- **To do**:
For the string "OpenWeatherProvider", search the entries below and copy every line where it appears.

Dataset entries:
········

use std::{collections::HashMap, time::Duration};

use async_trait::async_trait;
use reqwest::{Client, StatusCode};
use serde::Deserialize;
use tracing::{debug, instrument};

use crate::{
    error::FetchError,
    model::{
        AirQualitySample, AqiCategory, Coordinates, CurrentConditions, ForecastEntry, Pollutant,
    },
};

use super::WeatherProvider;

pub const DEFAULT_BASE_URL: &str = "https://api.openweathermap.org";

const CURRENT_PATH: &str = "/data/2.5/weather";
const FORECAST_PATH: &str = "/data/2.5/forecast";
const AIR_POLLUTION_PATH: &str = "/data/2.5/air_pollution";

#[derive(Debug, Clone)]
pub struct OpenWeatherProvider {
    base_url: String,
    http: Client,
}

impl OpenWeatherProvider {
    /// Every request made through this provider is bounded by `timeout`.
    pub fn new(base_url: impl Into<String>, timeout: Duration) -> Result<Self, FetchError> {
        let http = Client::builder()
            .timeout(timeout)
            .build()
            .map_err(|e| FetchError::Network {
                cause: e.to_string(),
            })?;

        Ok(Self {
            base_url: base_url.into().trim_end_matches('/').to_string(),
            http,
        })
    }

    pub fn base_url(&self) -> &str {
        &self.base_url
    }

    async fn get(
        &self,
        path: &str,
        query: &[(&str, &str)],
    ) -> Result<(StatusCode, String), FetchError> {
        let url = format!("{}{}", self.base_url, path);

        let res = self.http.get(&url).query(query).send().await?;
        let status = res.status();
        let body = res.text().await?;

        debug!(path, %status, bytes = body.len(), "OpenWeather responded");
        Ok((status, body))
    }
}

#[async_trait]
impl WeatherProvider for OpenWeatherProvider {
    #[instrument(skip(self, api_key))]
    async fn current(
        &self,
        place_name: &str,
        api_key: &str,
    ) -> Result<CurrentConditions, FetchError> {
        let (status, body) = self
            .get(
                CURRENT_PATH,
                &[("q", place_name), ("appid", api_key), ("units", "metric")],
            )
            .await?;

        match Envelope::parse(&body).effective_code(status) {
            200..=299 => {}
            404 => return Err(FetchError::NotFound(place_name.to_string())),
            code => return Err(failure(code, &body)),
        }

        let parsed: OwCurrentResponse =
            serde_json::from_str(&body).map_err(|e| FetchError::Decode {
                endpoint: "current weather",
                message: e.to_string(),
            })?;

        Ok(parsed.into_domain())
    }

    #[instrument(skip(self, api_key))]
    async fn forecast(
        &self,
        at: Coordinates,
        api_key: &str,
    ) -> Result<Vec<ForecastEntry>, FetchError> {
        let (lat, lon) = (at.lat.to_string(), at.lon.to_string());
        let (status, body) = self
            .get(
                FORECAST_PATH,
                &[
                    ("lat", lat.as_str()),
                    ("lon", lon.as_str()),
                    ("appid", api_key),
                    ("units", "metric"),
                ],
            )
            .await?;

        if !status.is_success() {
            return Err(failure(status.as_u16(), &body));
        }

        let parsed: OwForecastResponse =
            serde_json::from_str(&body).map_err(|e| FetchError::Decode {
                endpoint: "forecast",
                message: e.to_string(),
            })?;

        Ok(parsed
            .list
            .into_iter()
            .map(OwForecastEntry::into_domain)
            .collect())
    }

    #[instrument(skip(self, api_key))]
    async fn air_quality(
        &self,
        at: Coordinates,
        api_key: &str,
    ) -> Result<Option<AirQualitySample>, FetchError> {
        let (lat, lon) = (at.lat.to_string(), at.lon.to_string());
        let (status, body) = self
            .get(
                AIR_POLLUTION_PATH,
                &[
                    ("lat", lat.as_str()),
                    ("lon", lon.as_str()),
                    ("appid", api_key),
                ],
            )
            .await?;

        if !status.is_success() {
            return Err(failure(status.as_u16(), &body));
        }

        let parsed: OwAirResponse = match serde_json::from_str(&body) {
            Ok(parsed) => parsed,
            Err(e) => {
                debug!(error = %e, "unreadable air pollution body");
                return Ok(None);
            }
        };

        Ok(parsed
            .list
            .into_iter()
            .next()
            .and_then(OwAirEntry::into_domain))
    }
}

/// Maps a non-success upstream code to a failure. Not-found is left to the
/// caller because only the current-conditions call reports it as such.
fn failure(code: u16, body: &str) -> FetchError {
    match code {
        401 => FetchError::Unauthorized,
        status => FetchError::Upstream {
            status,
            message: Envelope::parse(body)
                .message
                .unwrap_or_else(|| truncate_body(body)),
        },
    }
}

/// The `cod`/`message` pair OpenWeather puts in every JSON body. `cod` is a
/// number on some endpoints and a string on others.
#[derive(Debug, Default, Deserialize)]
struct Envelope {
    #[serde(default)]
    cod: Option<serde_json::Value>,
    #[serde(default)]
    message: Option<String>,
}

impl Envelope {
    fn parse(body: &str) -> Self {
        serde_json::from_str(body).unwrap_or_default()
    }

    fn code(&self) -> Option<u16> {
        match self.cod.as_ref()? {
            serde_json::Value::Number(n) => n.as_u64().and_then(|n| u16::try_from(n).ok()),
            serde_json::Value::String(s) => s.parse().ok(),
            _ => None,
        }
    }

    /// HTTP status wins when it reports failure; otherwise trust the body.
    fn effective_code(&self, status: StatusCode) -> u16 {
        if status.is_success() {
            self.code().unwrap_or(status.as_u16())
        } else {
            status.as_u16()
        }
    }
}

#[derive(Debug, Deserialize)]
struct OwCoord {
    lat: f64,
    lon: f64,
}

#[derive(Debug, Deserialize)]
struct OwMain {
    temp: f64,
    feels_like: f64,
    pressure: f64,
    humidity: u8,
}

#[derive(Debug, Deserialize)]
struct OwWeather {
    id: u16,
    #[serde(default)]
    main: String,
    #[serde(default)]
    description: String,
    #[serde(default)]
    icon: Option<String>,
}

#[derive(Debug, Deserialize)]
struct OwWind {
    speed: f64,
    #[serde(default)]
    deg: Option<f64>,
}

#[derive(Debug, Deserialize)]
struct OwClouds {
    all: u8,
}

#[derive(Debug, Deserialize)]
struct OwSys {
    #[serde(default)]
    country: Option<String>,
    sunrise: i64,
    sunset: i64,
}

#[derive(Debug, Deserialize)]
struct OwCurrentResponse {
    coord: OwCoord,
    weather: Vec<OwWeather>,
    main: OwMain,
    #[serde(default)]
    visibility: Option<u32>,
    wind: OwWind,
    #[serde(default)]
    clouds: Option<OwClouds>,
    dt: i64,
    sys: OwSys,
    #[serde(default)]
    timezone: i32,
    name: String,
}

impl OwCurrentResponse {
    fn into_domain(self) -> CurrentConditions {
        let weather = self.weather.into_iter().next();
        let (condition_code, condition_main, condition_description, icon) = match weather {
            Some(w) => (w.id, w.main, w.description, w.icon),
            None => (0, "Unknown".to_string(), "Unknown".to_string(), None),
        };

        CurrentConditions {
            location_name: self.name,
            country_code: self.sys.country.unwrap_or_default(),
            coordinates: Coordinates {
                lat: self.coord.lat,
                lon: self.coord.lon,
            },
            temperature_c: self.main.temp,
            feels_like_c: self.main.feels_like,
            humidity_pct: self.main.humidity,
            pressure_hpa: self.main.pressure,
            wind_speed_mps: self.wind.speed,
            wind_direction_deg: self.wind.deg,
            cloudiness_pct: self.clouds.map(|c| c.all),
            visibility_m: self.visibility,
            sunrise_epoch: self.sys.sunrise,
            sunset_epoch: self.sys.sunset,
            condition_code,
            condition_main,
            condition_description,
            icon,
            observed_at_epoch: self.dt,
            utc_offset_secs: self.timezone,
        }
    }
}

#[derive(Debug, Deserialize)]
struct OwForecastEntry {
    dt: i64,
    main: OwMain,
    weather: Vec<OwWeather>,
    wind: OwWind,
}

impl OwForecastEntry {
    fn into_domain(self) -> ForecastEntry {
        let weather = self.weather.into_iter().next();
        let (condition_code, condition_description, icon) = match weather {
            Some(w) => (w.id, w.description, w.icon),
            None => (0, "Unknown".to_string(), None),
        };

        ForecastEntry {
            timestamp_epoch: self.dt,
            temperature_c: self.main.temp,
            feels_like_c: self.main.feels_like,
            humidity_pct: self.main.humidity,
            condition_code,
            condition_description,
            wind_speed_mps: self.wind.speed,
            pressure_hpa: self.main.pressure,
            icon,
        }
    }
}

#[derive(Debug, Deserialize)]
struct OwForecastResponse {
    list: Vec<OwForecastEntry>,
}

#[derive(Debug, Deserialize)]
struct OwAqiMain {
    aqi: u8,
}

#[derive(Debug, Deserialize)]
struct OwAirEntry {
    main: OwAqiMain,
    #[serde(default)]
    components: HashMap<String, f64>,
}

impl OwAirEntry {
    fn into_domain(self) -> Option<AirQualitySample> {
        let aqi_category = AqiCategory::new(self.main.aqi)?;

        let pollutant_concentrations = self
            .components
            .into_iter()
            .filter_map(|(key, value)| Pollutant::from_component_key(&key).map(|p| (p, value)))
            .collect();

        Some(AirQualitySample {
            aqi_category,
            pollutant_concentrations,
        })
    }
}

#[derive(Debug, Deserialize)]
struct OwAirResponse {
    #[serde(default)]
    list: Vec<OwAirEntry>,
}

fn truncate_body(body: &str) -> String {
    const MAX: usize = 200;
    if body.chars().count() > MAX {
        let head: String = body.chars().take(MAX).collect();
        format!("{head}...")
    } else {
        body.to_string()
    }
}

········

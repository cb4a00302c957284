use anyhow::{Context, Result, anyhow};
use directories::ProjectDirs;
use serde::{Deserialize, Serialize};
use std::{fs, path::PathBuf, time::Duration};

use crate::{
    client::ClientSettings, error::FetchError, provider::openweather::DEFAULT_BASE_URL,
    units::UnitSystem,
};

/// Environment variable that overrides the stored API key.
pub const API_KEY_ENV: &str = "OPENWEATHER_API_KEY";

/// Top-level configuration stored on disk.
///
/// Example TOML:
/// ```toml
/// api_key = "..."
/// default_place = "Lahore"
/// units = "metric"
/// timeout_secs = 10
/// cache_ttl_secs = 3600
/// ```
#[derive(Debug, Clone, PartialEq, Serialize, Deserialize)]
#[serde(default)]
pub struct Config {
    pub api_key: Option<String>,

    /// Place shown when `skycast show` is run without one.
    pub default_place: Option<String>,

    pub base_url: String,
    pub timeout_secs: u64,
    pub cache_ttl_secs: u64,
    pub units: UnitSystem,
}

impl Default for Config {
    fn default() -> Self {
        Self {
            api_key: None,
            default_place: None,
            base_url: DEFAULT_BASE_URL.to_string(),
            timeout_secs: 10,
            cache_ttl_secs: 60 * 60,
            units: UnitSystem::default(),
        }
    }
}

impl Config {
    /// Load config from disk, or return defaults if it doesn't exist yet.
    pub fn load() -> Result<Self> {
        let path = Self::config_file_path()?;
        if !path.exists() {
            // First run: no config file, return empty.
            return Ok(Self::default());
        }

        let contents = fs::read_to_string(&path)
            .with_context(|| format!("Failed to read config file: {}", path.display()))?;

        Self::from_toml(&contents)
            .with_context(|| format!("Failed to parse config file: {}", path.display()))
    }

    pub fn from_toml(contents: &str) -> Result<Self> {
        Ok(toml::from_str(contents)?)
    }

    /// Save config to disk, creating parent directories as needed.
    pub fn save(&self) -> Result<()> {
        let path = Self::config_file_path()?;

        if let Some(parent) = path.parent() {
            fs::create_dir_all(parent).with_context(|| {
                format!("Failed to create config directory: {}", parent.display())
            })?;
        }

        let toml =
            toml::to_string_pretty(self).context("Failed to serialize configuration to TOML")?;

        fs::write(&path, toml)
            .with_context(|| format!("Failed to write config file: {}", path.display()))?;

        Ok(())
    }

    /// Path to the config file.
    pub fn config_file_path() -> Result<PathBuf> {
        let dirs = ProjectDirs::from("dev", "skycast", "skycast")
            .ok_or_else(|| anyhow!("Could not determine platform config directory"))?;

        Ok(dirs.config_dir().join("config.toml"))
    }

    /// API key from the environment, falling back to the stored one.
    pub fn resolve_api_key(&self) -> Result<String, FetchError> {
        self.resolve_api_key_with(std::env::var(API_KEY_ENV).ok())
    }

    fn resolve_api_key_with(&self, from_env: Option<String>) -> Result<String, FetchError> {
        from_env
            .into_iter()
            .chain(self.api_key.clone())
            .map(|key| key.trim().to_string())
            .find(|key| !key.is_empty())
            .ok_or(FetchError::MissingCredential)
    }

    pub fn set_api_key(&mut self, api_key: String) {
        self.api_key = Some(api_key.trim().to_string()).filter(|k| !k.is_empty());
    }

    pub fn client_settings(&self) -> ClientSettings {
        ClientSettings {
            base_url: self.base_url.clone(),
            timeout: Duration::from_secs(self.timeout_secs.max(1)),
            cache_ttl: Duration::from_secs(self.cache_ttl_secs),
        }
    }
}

········

- **Answer for this exercise**:
pub struct OpenWeatherProvider {
impl OpenWeatherProvider {
impl WeatherProvider for OpenWeatherProvider {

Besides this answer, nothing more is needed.